Wednesday, April 04, 2007

National Poetry Month Recommendation: Praise for Mr. Cogito

The Collected Poems 1956 - 1998
Zbigniew Herbert (Ecco 2007)

"Wam-Bam. Look out ladies and gentlemen, for it appears that one of the great poets of the twentieth century has landed on our shores, and if I'm not mistaken, it looks to be for good. Though he's had slim and piecemeal exposure over time on this side of the Atlantic, Ecco Press has gone ahead and presented the Polish poet Zbigniew Herbert in a translation that could float a boat and with a girth of work to sink, if not the self-same boat, a boat. What can recommend this poet? Well, if you have ever wondered what the intellectual rigor of the haute Modernists had looked like if those men of ash and dry bone had had the flagrant tenacity to find worth in the physical world, to approach history with the one-two whammy with the afore said intellect followed by an unadulterated visceral dig into emotions and ecstatics, then this is what we would have, in fact do have, in the shape of Mr. Herbert.

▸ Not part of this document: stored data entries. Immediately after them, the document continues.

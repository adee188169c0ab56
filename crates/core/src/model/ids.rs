use serde::{Deserialize, Serialize};
use std::fmt;
use std::str::FromStr;

pub(crate) const PAGE_VIEW_ID: &str = "page";

/// Identifier of one trackable interactive unit embedded in a page.
///
/// Discovered identifiers come from the id of each activity container root;
/// reported identifiers come from the platform's page configuration.
#[derive(Clone, PartialEq, Eq, Hash, PartialOrd, Ord, Serialize, Deserialize)]
#[serde(transparent)]
pub struct ActivityId(String);

impl ActivityId {
    /// Creates a new `ActivityId`
    #[must_use]
    pub fn new(id: impl Into<String>) -> Self {
        Self(id.into())
    }

    /// The reserved identifier crediting the page view itself.
    #[must_use]
    pub fn page_view() -> Self {
        Self(PAGE_VIEW_ID.to_string())
    }

    /// Returns true for the reserved page-view identifier.
    #[must_use]
    pub fn is_page_view(&self) -> bool {
        self.0 == PAGE_VIEW_ID
    }

    /// Returns the underlying identifier string
    #[must_use]
    pub fn as_str(&self) -> &str {
        &self.0
    }
}

impl fmt::Debug for ActivityId {
    fn fmt(&self, f: &mut fmt::Formatter<'_>) -> fmt::Result {
        write!(f, "ActivityId({})", self.0)
    }
}

impl fmt::Display for ActivityId {
    fn fmt(&self, f: &mut fmt::Formatter<'_>) -> fmt::Result {
        write!(f, "{}", self.0)
    }
}

/// Error type for parsing an `ActivityId` from a string
#[derive(Debug, Clone, PartialEq, Eq)]
pub struct ParseActivityIdError;

impl fmt::Display for ParseActivityIdError {
    fn fmt(&self, f: &mut fmt::Formatter<'_>) -> fmt::Result {
        write!(f, "activity identifier is empty")
    }
}

impl std::error::Error for ParseActivityIdError {}

impl FromStr for ActivityId {
    type Err = ParseActivityIdError;

    fn from_str(s: &str) -> Result<Self, Self::Err> {
        let trimmed = s.trim();
        if trimmed.is_empty() {
            return Err(ParseActivityIdError);
        }
        Ok(Self(trimmed.to_string()))
    }
}
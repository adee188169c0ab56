/// Authentication state the page was served with.
///
/// Resolved server-side before the page loads; the decoration layer only
/// branches on it, it never transitions between the two states itself.
#[derive(Debug, Clone, PartialEq, Eq)]
pub enum ReaderSession {
    LoggedIn { username: String, instructor: bool },
    Anonymous,
}

impl ReaderSession {
    /// Build a session from the raw flags the platform reports.
    #[must_use]
    pub fn from_login(logged_in: bool, username: Option<String>, instructor: bool) -> Self {
        if logged_in {
            Self::LoggedIn {
                username: username.unwrap_or_default(),
                instructor,
            }
        } else {
            Self::Anonymous
        }
    }

    #[must_use]
    pub fn is_logged_in(&self) -> bool {
        matches!(self, Self::LoggedIn { .. })
    }

    #[must_use]
    pub fn username(&self) -> Option<&str> {
        match self {
            Self::LoggedIn { username, .. } => Some(username),
            Self::Anonymous => None,
        }
    }

    #[must_use]
    pub fn is_instructor(&self) -> bool {
        matches!(
            self,
            Self::LoggedIn {
                instructor: true,
                ..
            }
        )
    }

    /// The status line shown in the page header.
    #[must_use]
    pub fn status_message(&self) -> String {
        match self {
            Self::LoggedIn { username, .. } => format!("username: {username}"),
            Self::Anonymous => "Not logged in".to_string(),
        }
    }
}

#[cfg(test)]
mod tests {
    use super::*;

    #[test]
    fn logged_in_session_reports_username() {
        let session = ReaderSession::from_login(true, Some("bmiller".to_string()), false);
        assert!(session.is_logged_in());
        assert!(!session.is_instructor());
        assert_eq!(session.username(), Some("bmiller"));
        assert_eq!(session.status_message(), "username: bmiller");
    }

    #[test]
    fn anonymous_session_ignores_leftover_fields() {
        let session = ReaderSession::from_login(false, Some("stale".to_string()), true);
        assert_eq!(session, ReaderSession::Anonymous);
        assert_eq!(session.username(), None);
        assert!(!session.is_instructor());
        assert_eq!(session.status_message(), "Not logged in");
    }
}
//! Viewer link construction.
//!
//! Links follow the pdf.js contract
//! `<viewer-base>?file=<document-path>#page=<page_number>`, where the document
//! path is itself percent-encoded so the viewer receives it intact.

use thiserror::Error;

/// Malformed link input.
#[derive(Debug, Clone, PartialEq, Eq, Error)]
pub enum LinkError {
    /// No document id given.
    #[error("document id cannot be empty")]
    EmptyDocument,

    /// Page numbers are 1-based.
    #[error("page number must be >= 1 (got {0})")]
    InvalidPage(u32),

    /// No viewer configured.
    #[error("viewer base URL cannot be empty")]
    EmptyViewer,

    /// The viewer base would swallow the query or the page anchor.
    #[error("viewer base URL must not contain '?' or '#': {0}")]
    ViewerHasQuery(String),
}

/// Builds viewer URLs for documents and pages.
#[derive(Debug, Clone, PartialEq, Eq)]
pub struct LinkBuilder {
    viewer_base: String,
    document_base: String,
}

impl LinkBuilder {
    /// Create a link builder from a viewer page and a document location prefix.
    pub fn new(viewer_base: impl Into<String>, document_base: impl Into<String>) -> Self {
        Self {
            viewer_base: viewer_base.into().trim().to_string(),
            document_base: document_base.into().trim().to_string(),
        }
    }

    /// Return a copy pointing at a different document location.
    #[must_use]
    pub fn with_document_base(&self, document_base: impl Into<String>) -> Self {
        Self::new(self.viewer_base.clone(), document_base)
    }

    /// Location of a document, as the viewer will fetch it.
    pub fn document_url(&self, document_id: &str) -> Result<String, LinkError> {
        let document_id = document_id.trim();
        if document_id.is_empty() {
            return Err(LinkError::EmptyDocument);
        }

        Ok(format!(
            "{}{}",
            self.document_base,
            urlencoding::encode(document_id)
        ))
    }

    /// Viewer URL opening `document_id` at `page_number`.
    pub fn viewer_url(&self, document_id: &str, page_number: u32) -> Result<String, LinkError> {
        if self.viewer_base.is_empty() {
            return Err(LinkError::EmptyViewer);
        }
        if self.viewer_base.contains(['?', '#']) {
            return Err(LinkError::ViewerHasQuery(self.viewer_base.clone()));
        }
        if page_number == 0 {
            return Err(LinkError::InvalidPage(page_number));
        }

        let document = self.document_url(document_id)?;

        Ok(format!(
            "{}?file={}#page={page_number}",
            self.viewer_base,
            urlencoding::encode(&document)
        ))
    }
}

It's been a while since I have come across a poet with so much fervor and control, acumen and ardor, both political and apolitical, heroic and hermetic; he's like those two opposing forces that hold up bridges, push and pull, tension and suspension. You know the forces that Jung use as an allegory for the archetype of the psyche? That's close to what Herbert has doen. If you've gotten all that can be had (bless your heart) from Eliot, Auden, Pound, Ashbery et. al. (bless their hearts), Mr. Herbert is the new blood in the veins. It's a goodly thick blood, a lasting one."

—Jacob

Thanks, Jacob. Here's a short selection from "Mr Cogito's Abyss":

At home it's always safe

but just over the threshold
when Mr Cogito goes out
on his morning stroll
he meets—the abyss

this is not the abyss of Pascal
this is not the abyss of Dostoevsky
this is an abyss
to Mr Cogito's size

fathomless days
fear-fraught days


And the first few lines from the prose poem "Armchairs":

Who ever thought a warm neck would become an armrest, or legs eager for flight and joy could stiffen into four simple stilts? Armchairs were once noble flower-eating creatures. However, they allowed themselves too easily to be domesticated and today they are the most wretched species of quadrupeds. They have lost all their stubbornness and courage.

2 comments:

  1. Pascal and Dostoevsky in that poem are very highbrow. This reminds me of the Modernists who frequently made allusions to "the great works".

    The Hood Company

    ReplyDelete
  2. Anonymous2:43 PM

    It is really encouraging to be able to see poetry out there getting some strokes. Can't wait to check out Herbert's work. Keep up the poetry. Happy Poetry Month!!